About this exercise:
Would you please copy every line below that includes the string "impl"?

Source data:

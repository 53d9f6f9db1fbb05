//! Repository handle: store, commit graph and configuration.

use std::sync::Arc;

use tracing::{debug, info};

use super::config::RepositoryConfig;
use super::error::{SessionError, SessionResult};
use super::refspec::{self, RefTarget};
use super::session::Session;
use super::working_set::WorkingSet;
use crate::graph::CommitGraph;
use crate::privileges::{PrivilegeData, PrivilegeStore};
use crate::snapshot::Root;
use crate::storage::{
    BranchName, CommitBuilder, CommitId, CommitInfo, CommitMessage, GitStore, ObjectId, RefManager,
    StorageError, Store,
};

/// A versioned database.
///
/// Cheap to clone; clones share the store and the commit cache. Work on a
/// branch happens through a [`Session`].
#[derive(Clone)]
pub struct Repository {
    store: Store,
    graph: Arc<CommitGraph>,
    config: Arc<RepositoryConfig>,
}

impl Repository {
    /// Open (or create, if configured) a repository.
    ///
    /// A repository without branches is initialized with one commit holding
    /// an empty root on the default branch.
    pub fn open(config: RepositoryConfig) -> SessionResult<Self> {
        let store = match &config.path {
            None => Store::in_memory(),
            Some(path) if config.create_if_missing => GitStore::open_or_init(path)?.into_store(),
            Some(path) => GitStore::open(path)?.into_store(),
        };
        let repo = Self {
            graph: Arc::new(CommitGraph::new(&store)),
            store,
            config: Arc::new(config),
        };
        repo.init_if_empty()?;
        Ok(repo)
    }

    /// A fresh repository in memory with default settings.
    pub fn in_memory() -> SessionResult<Self> {
        Self::open(RepositoryConfig::in_memory())
    }

    fn init_if_empty(&self) -> SessionResult<()> {
        if !RefManager::list_branches(self.store.refs())?.is_empty() {
            return Ok(());
        }
        let root = Root::empty().write(&self.store)?;
        let commit = CommitBuilder::new(&self.store)
            .root(root)
            .message(CommitMessage::init())
            .author(self.config.author.clone())
            .commit()?;
        let branch = &self.config.default_branch;
        RefManager::create_branch(self.store.refs(), branch, commit)?;
        info!(branch = %branch, commit = %commit.short(), "initialized repository");
        Ok(())
    }

    pub fn store(&self) -> &Store {
        &self.store
    }

    pub fn graph(&self) -> &CommitGraph {
        &self.graph
    }

    pub fn config(&self) -> &RepositoryConfig {
        &self.config
    }

    /// Resolve a ref expression to a commit. `HEAD` is the default branch.
    pub fn resolve_commit(&self, expr: &str) -> SessionResult<CommitId> {
        self.resolve_commit_at(&self.config.default_branch, expr)
    }

    pub(crate) fn resolve_commit_at(&self, head: &BranchName, expr: &str) -> SessionResult<CommitId> {
        match refspec::resolve(&self.store, &self.graph, head, expr)? {
            RefTarget::Commit(id) => Ok(id),
            RefTarget::Working | RefTarget::Staged => {
                Err(SessionError::invalid_ref(expr, "names a working set, not a commit"))
            }
        }
    }

    /// Root snapshot of a commit.
    pub fn root_of(&self, commit: CommitId) -> SessionResult<Root> {
        Ok(Root::load(&self.store, &self.graph.commit(commit)?.root)?)
    }

    // ==================== Branches ====================

    /// All branches with their tips, sorted by name.
    pub fn branches(&self) -> SessionResult<Vec<(BranchName, CommitId)>> {
        Ok(RefManager::list_branches(self.store.refs())?)
    }

    /// Create a branch at the commit `from` resolves to.
    pub fn create_branch(&self, name: &BranchName, from: &str) -> SessionResult<CommitId> {
        let target = self.resolve_commit(from)?;
        RefManager::create_branch(self.store.refs(), name, target)?;
        Ok(target)
    }

    /// Delete a branch and its working set.
    pub fn delete_branch(&self, name: &BranchName) -> SessionResult<()> {
        Ok(RefManager::delete_branch(self.store.refs(), name)?)
    }

    /// Open a session on an existing branch.
    pub fn session(&self, branch: &BranchName) -> SessionResult<Session> {
        if !RefManager::branch_exists(self.store.refs(), branch)? {
            return Err(StorageError::RefNotFound(branch.to_string()).into());
        }
        self.ensure_working_set(branch)?;
        debug!(branch = %branch, "session opened");
        Ok(Session::new(self.clone(), branch.clone()))
    }

    /// Session on the default branch.
    pub fn default_session(&self) -> SessionResult<Session> {
        self.session(&self.config.default_branch)
    }

    /// Load the working set of `branch`, creating a clean one at the branch
    /// tip when it doesn't exist yet.
    pub(crate) fn ensure_working_set(&self, branch: &BranchName) -> SessionResult<(ObjectId, WorkingSet)> {
        if let Some(found) = WorkingSet::load(&self.store, branch)? {
            return Ok(found);
        }
        let head = RefManager::resolve_branch(self.store.refs(), branch)?;
        let ws = WorkingSet::clean(self.graph.commit(head)?.root);
        match ws.save(&self.store, branch, None) {
            Ok(id) => Ok((id, ws)),
            // another writer created it first
            Err(StorageError::ConcurrentModification { .. }) => WorkingSet::load(&self.store, branch)?
                .ok_or_else(|| SessionError::from(StorageError::RefNotFound(branch.working_set_ref_path()))),
            Err(e) => Err(e.into()),
        }
    }

    // ==================== History ====================

    /// Commits reachable from `expr`, newest first.
    pub fn log(&self, expr: &str) -> SessionResult<Vec<CommitInfo>> {
        let start = self.resolve_commit(expr)?;
        Ok(self.graph.history(start).collect::<Result<_, _>>()?)
    }

    // ==================== Privileges ====================

    fn privilege_store(&self) -> SessionResult<&Arc<dyn PrivilegeStore>> {
        self.config.privileges.as_ref().ok_or(SessionError::NoPrivilegeStore)
    }

    pub fn load_privileges(&self) -> SessionResult<PrivilegeData> {
        Ok(self.privilege_store()?.load()?)
    }

    pub fn save_privileges(&self, data: &PrivilegeData) -> SessionResult<()> {
        Ok(self.privilege_store()?.save(data)?)
    }
}

impl std::fmt::Debug for Repository {
    fn fmt(&self, f: &mut std::fmt::Formatter<'_>) -> std::fmt::Result {
        f.debug_struct("Repository").field("config", &self.config).finish_non_exhaustive()
    }
}

#[cfg(test)]
mod tests {
    use super::*;
    use crate::privileges::MemoryPrivileges;
    use tempfile::TempDir;

    #[test]
    fn test_init_creates_default_branch() {
        let repo = Repository::in_memory().unwrap();
        let branches = repo.branches().unwrap();
        assert_eq!(branches.len(), 1);
        assert_eq!(branches[0].0, BranchName::main());

        let log = repo.log("HEAD").unwrap();
        assert_eq!(log.len(), 1);
        assert_eq!(log[0].commit.meta.message, CommitMessage::init());
        assert!(repo.root_of(log[0].id).unwrap().is_empty());
    }

    #[test]
    fn test_git_backed_reopen() {
        let dir = TempDir::new().unwrap();
        let first = Repository::open(RepositoryConfig::new(dir.path().join("repo"))).unwrap();
        let head = first.resolve_commit("main").unwrap();
        drop(first);

        let reopened = Repository::open(RepositoryConfig::new(dir.path().join("repo")).create_if_missing(false)).unwrap();
        assert_eq!(reopened.resolve_commit("HEAD").unwrap(), head);
        assert!(Repository::open(RepositoryConfig::new(dir.path().join("missing")).create_if_missing(false)).is_err());
    }

    #[test]
    fn test_branches() {
        let repo = Repository::in_memory().unwrap();
        let dev = BranchName::new("dev").unwrap();
        let at = repo.create_branch(&dev, "main").unwrap();
        assert_eq!(repo.resolve_commit("dev").unwrap(), at);
        assert!(repo.create_branch(&dev, "main").unwrap_err().is_conflict());

        repo.session(&dev).unwrap();
        repo.delete_branch(&dev).unwrap();
        assert!(repo.session(&dev).unwrap_err().is_not_found());
        assert!(repo.resolve_commit("WORKING").is_err());
    }

    #[test]
    fn test_privileges_port() {
        let repo = Repository::in_memory().unwrap();
        assert!(matches!(repo.load_privileges(), Err(SessionError::NoPrivilegeStore)));

        let config = RepositoryConfig::in_memory().privileges(Arc::new(MemoryPrivileges::default()));
        let repo = Repository::open(config).unwrap();
        let mut data = repo.load_privileges().unwrap();
        data.roles.insert("admin".to_string(), Default::default());
        repo.save_privileges(&data).unwrap();
        assert_eq!(repo.load_privileges().unwrap(), data);
    }
}
//! Row index
//!
//! A table's rows live in a persistent ordered tree keyed by encoded primary
//! key (or content hash, for key-less tables). Nodes are chunked by key hash,
//! which keeps the tree shape a function of its contents. Two versions that
//! share rows share nodes, and a diff can skip any subtree whose id is the
//! same on both sides.

pub mod codec;
mod diff;
mod node;
mod tree;

pub use codec::{
    decode_key, decode_keyless, decode_values, encode_key, encode_keyless, encode_values,
    keyless_key,
};
pub use diff::{IndexChange, IndexDiff};
pub use tree::{IndexIter, IndexMutator, RowIndex};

Solution for this task:
impl Repository {
impl std::fmt::Debug for Repository {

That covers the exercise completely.